** WHAT THE TASK REQUIRES **
From the listing below, pull out every line where the string "PropertyDefaults" appears.

** SOURCE DATA **

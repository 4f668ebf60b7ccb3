//! Shared diagnostics for the longhand engine.
//!
//! - **Warning System** - deduplicated, colored stderr output for inputs the
//!   engine declines to handle (unknown shorthands, rejected declarations)

pub mod warning;
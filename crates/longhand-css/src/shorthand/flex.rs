//! [CSS Flexbox § 7.1 'flex'](https://www.w3.org/TR/css-flexbox-1/#flex-property)
//!
//! "Value: none | [ <'flex-grow'> <'flex-shrink'>? || <'flex-basis'> ]"
//!
//! "When omitted from the flex shorthand, its specified value is 1" (grow and
//! shrink) and "When omitted from the flex shorthand, its specified value is
//! 0" (basis, written here as `0%`).

use crate::cursor::TokenCursor;
use crate::error::{Result, ShorthandError};
use crate::values::{ValueToken, keywords, tokenize_value};

use super::{
    Longhands, PropertyDefaults, ShorthandMeta, collapse_global, expand_global, layer_tokens,
    require_longhands, single_layer,
};

/// `flex` and its longhands with their initial values.
pub static META: ShorthandMeta = ShorthandMeta {
    shorthand: "flex",
    longhands: &["flex-grow", "flex-shrink", "flex-basis"],
    defaults: Some(PropertyDefaults::new(&[
        ("flex-grow", "0"),
        ("flex-shrink", "1"),
        ("flex-basis", "auto"),
    ])),
};

/// Basis used when the shorthand gives numbers but no basis.
const OMITTED_BASIS: &str = "0%";

fn is_basis(token: &ValueToken) -> bool {
    token.is_ident_in(keywords::FLEX_BASIS_KEYWORDS) || token.is_length_percentage()
}

fn longhands(grow: &str, shrink: &str, basis: &str) -> Longhands {
    [grow, shrink, basis]
        .iter()
        .zip(META.longhands)
        .map(|(value, name)| ((*name).to_string(), (*value).to_string()))
        .collect()
}

/// Expand a `flex` value into grow, shrink, and basis.
///
/// # Errors
///
/// A negative or misplaced number, a second basis, or any other token.
pub fn expand(value: &str) -> Result<Longhands> {
    if let Some(global) = expand_global(&META, value) {
        return Ok(global);
    }
    let tokens = layer_tokens(single_layer(value)?)?;

    // [§ 7.1.1 Basic Values of flex](https://www.w3.org/TR/css-flexbox-1/#flex-common)
    match tokens.as_slice() {
        [only] if only.is_ident("none") => return Ok(longhands("0", "0", "auto")),
        [only] if only.is_ident("auto") => return Ok(longhands("1", "1", "auto")),
        _ => {}
    }

    let mut grow: Option<String> = None;
    let mut shrink: Option<String> = None;
    let mut basis: Option<String> = None;
    let mut cursor = TokenCursor::new(&tokens);

    while let Some(token) = cursor.advance() {
        if token.non_negative_number().is_some() && grow.is_none() {
            grow = Some(token.to_string());
            if let Some(next) = cursor.next_if(|t| t.non_negative_number().is_some()) {
                shrink = Some(next.to_string());
            }
        } else if shrink.is_some() && basis.is_none() && matches!(token, ValueToken::Number { value, .. } if *value == 0.0) {
            // `g s 0`: the third number can only be the basis.
            basis = Some(token.to_string());
        } else if token.non_negative_number().is_some() {
            return Err(ShorthandError::AmbiguousOrder {
                reason: "flex-grow and flex-shrink must be adjacent",
            });
        } else if is_basis(token) {
            if basis.is_some() {
                return Err(ShorthandError::DuplicateSlot { slot: "flex-basis" });
            }
            basis = Some(token.to_string());
        } else {
            return Err(ShorthandError::invalid(token.to_string()));
        }
    }

    let result = match (grow, shrink, basis) {
        (None, _, Some(basis)) => longhands("1", "1", &basis),
        (Some(grow), shrink, basis) => longhands(
            &grow,
            shrink.as_deref().unwrap_or("1"),
            basis.as_deref().unwrap_or(OMITTED_BASIS),
        ),
        (None, _, None) => return Err(ShorthandError::EmptyValue),
    };
    classify_trace!("[CLASSIFY flex] {:?}", result);
    Ok(result)
}

fn parse_number(value: &str, reason: &'static str) -> Result<f64> {
    match tokenize_value(value)?.as_slice() {
        [ValueToken::Number { value, .. }] if *value >= 0.0 => Ok(*value),
        _ => Err(ShorthandError::Uncollapsible { reason }),
    }
}

/// Collapse grow, shrink, and basis into the shortest `flex` value.
///
/// # Errors
///
/// [`ShorthandError::IncompleteLonghandSet`] if a longhand is missing and
/// [`ShorthandError::Uncollapsible`] if grow or shrink is not a number.
#[allow(clippy::float_cmp)]
pub fn collapse(longhands: &Longhands) -> Result<String> {
    let values = require_longhands(&META, longhands)?;
    if let Some(global) = collapse_global(&values)? {
        return Ok(global);
    }
    let [grow, shrink, basis] = [values[0], values[1], values[2]];
    let grow_n = parse_number(grow, "flex-grow is not a non-negative number")?;
    let shrink_n = parse_number(shrink, "flex-shrink is not a non-negative number")?;
    let basis_is_auto = basis.eq_ignore_ascii_case("auto");

    let collapsed = if basis_is_auto && grow_n == 0.0 && shrink_n == 0.0 {
        "none".to_string()
    } else if basis_is_auto && grow_n == 1.0 && shrink_n == 1.0 {
        "auto".to_string()
    } else if matches!(tokenize_value(basis)?.as_slice(), [ValueToken::Number { .. }]) {
        // A unitless basis would otherwise be read as flex-shrink.
        format!("{grow} {shrink} {basis}")
    } else if basis.eq_ignore_ascii_case(OMITTED_BASIS) {
        if shrink_n == 1.0 {
            grow.to_string()
        } else {
            format!("{grow} {shrink}")
        }
    } else if shrink_n == 1.0 {
        format!("{grow} {basis}")
    } else {
        format!("{grow} {shrink} {basis}")
    };

    classify_trace!("[COLLAPSE flex] {} {} {} -> '{}'", grow, shrink, basis, collapsed);
    Ok(collapsed)
}

#[cfg(test)]
mod tests {
    use super::*;

    #[test]
    fn third_zero_is_the_basis() {
        let expanded = expand("2 3 0").unwrap();
        assert_eq!(expanded["flex-basis"], "0");
        assert_eq!(expanded["flex-shrink"], "3");
    }

    #[test]
    fn separated_numbers_are_rejected() {
        assert!(matches!(expand("1 10px 2"), Err(ShorthandError::AmbiguousOrder { .. })));
    }
}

** FINISHED TASK **
    Longhands, PropertyDefaults, ShorthandMeta, collapse_global, expand_global, layer_tokens,
    defaults: Some(PropertyDefaults::new(&[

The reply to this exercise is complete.